Author ORCID Identifier

https://orcid.org/0000-0002-6578-2379

Year of Publication

2020

Degree Name

Doctor of Philosophy (PhD)

Document Type

Doctoral Dissertation

College

Engineering

Department

Computer Science

First Advisor

Dr. Guo-Qiang Zhang

Second Advisor

Dr. Jin Chen

Abstract

The 2016 Epilepsy Innovation Institute (Ei2) community survey reported that unpredictability is the most challenging aspect of seizure management. Effective and precise detection, prediction, and localization of epileptic seizures is a fundamental computational challenge. Utilizing epilepsy data from multiple epilepsy monitoring units can enhance the quantity and diversity of datasets, which can lead to more robust epilepsy data analysis tools. The contributions of this dissertation are two-fold. One is the implementation of a temporal query for epilepsy data; the other is the machine learning approach for seizure detection, seizure prediction, and seizure localization.

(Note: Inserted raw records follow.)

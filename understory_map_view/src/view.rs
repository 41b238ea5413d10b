// Copyright 2025 the Understory Authors
// SPDX-License-Identifier: Apache-2.0 OR MIT

use kurbo::{Point, Size};

use crate::events::ViewEventKinds;
use crate::geo::GeoPoint;
use crate::subscription::Subscription;

/// The contract a map viewport offers to layers drawn over it.
///
/// Pixel coordinates come in three flavours:
/// - **absolute** pixels, as returned by [`project`](Self::project): the
///   projected world at a given zoom, origin at the world's top‑left;
/// - **container** pixels, relative to the top‑left of the visible map area;
/// - **layer** pixels, relative to the host's current pixel origin. Layers
///   position their content in layer pixels so that panning only moves a
///   single pane.
///
/// The trait is object safe so layers can hold a `&dyn MapView`.
pub trait MapView {
    /// Current geographic center.
    fn center(&self) -> GeoPoint;

    /// Current zoom level.
    fn zoom(&self) -> f64;

    /// Size of the visible map area in pixels.
    fn size(&self) -> Size;

    /// Ratio of pixel scales between `to_zoom` and `from_zoom`.
    ///
    /// For the usual tiled projection this is `2^(to_zoom - from_zoom)`, but
    /// hosts with other zoom curves return their own law.
    fn zoom_scale(&self, to_zoom: f64, from_zoom: f64) -> f64;

    /// Projects a geographic point to absolute pixels at `zoom`.
    fn project(&self, point: GeoPoint, zoom: f64) -> Point;

    /// Converts a container‑relative point to layer pixels.
    fn container_point_to_layer_point(&self, point: Point) -> Point;

    /// The absolute pixel origin the host would adopt for a view centered on
    /// `center` at `zoom`.
    fn new_pixel_origin(&self, center: GeoPoint, zoom: f64) -> Point;

    /// The absolute pixel origin of the current layer coordinate space.
    fn pixel_origin(&self) -> Point;

    /// Whether the host animates zoom gestures frame by frame.
    ///
    /// Hosts that jump between zoom levels return `false`; layers then ignore
    /// [`ViewEvent::ZoomAnim`](crate::ViewEvent::ZoomAnim).
    fn zoom_animated(&self) -> bool {
        true
    }

    /// Subscribes to the notification kinds in `interest`.
    ///
    /// The subscription lasts as long as the returned guard.
    fn subscribe(&self, interest: ViewEventKinds) -> Subscription;

    /// Projects a geographic point into layer pixels at the current zoom.
    fn layer_point(&self, point: GeoPoint) -> Point {
        let absolute = self.project(point, self.zoom());
        (absolute - self.pixel_origin()).to_point()
    }
}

The three key components of our temporal query interface are: 1) A pipeline for automatically extract European Data Format (EDF) information and epilepsy annotation data from cross-site sources; 2) Data quantity monitoring for Epilepsy temporal data; 3) A web-based annotation query interface for preliminary research and building customized epilepsy datasets. The system extracted and stored about 450,000 epilepsy-related events of more than 2,497 subjects from seven institutes up to September 2019. Leveraging the epilepsy temporal events query system, we developed machine learning models for seizure detection, prediction, and localization. Using 135 extracted features from EEG signals, we trained a channel-based eXtreme Gradient Boosting model to detect seizures on 8-second EEG segments. A long-term EEG recording evaluation shows that the model can detect about 90.34% seizures on an existing EEG dataset with 961 hours of data. The model achieved 89.88% accuracy, 92.32% sensitivity, and 84.76% AUC based on the segments evaluation. We also introduced a transfer learning approach consisting of 1) a base deep learning model pre-trained by ImageNet dataset and 2) customized fully connected layers, to train the patient-specific pre-ictal and inter-ictal data from our database. Two convolutional neural network architectures were evaluated using 53 pre-ictal segments and 265 continuous hours of inter-ictal EEG data. The evaluation shows that our model reached 86.79% sensitivity and 3.38% false-positive rate. Another transfer learning model for seizure localization uses a pre-trained ResNext50 structure and was trained with an image augmentation dataset labeling by fingerprint. Our model achieved 88.22% accuracy, 34.99% sensitivity, 1.02% false-positive rate, and 34.3% positive likelihood rate.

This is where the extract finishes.